### The task
Exactly those lines from the one with "pub struct Location" through the end of the listing below must be returned, and nothing else.
-------- Records for this task
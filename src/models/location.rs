//! Modelo de Ubigeo (departamento / provincia / distrito)

use serde::{Deserialize, Serialize};
use validator::Validate;

use crate::utils::validation::not_blank;

#[derive(Debug, Clone, Default, PartialEq, Serialize, Deserialize, Validate)]
pub struct Location {
    #[validate(custom = "not_blank")]
    pub code: String,
    pub department: String,
    pub province: String,
    pub district: String,
}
----------------
### Task answer
pub struct Location {
    #[validate(custom = "not_blank")]
    pub code: String,
    pub department: String,
    pub province: String,
    pub district: String,
}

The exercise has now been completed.